Dataset entries:
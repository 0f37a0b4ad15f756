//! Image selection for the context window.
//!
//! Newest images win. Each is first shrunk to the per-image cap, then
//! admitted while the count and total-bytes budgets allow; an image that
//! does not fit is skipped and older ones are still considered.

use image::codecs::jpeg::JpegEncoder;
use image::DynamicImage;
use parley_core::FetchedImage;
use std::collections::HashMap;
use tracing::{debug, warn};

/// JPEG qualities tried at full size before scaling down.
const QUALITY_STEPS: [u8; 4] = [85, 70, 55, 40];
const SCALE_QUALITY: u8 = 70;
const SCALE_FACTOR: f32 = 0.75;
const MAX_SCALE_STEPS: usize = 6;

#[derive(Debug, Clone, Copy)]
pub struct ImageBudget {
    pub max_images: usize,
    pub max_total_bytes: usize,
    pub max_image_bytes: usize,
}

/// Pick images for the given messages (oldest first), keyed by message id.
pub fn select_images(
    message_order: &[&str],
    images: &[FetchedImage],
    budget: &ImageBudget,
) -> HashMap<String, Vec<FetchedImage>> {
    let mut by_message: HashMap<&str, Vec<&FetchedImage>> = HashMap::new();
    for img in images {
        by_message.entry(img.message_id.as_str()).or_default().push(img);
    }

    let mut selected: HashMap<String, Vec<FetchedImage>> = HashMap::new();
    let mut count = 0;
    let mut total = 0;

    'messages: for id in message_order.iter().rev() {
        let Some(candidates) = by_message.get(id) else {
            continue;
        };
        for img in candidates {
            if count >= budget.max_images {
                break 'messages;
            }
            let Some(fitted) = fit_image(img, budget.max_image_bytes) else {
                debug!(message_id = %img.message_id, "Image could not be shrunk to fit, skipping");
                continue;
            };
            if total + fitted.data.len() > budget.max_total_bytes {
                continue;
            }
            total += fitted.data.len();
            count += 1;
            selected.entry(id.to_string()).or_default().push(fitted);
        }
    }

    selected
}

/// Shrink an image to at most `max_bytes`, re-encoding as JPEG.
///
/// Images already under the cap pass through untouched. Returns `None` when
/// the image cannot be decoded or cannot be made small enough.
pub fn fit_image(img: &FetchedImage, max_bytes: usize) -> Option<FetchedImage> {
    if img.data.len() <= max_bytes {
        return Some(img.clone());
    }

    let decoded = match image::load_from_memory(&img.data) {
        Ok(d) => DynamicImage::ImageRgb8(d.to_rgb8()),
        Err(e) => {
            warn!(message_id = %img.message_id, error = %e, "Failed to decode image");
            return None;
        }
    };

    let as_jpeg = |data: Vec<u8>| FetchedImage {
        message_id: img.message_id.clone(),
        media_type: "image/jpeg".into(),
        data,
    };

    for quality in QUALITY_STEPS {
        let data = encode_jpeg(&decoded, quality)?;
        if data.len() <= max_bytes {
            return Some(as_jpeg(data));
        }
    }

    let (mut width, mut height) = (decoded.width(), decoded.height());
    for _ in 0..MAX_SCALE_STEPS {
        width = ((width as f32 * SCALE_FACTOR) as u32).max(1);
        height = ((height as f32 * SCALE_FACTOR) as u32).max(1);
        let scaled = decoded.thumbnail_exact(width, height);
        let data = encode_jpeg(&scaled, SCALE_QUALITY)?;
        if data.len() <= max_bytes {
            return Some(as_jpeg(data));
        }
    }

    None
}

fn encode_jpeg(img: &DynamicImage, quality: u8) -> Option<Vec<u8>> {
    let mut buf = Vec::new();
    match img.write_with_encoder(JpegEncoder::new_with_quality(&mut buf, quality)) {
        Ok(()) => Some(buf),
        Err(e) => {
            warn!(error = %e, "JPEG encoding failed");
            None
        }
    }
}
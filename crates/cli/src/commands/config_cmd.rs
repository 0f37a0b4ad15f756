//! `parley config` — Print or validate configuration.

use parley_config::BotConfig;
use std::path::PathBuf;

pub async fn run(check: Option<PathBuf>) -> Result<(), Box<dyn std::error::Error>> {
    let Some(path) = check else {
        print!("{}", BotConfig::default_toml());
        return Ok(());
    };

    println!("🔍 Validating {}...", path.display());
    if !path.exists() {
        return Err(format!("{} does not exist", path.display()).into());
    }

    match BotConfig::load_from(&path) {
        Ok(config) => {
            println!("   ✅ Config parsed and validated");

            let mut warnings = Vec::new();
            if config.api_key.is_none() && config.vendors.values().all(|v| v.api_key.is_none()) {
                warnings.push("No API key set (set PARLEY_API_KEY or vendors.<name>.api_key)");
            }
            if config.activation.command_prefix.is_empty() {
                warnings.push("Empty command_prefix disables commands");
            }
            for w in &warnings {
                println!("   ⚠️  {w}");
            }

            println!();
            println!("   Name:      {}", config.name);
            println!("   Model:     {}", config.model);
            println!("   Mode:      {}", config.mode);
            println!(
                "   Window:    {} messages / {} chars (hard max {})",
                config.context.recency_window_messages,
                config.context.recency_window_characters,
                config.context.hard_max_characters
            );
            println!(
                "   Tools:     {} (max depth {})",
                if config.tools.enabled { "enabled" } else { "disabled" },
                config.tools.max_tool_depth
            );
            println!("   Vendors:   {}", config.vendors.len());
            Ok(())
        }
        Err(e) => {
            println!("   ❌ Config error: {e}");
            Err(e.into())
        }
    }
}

Exercise instructions: Wherever a line in the data above holds the word "encoding", copy that line.

Final answer:
/// Shrink an image to at most `max_bytes`, re-encoding as JPEG.
            warn!(error = %e, "JPEG encoding failed");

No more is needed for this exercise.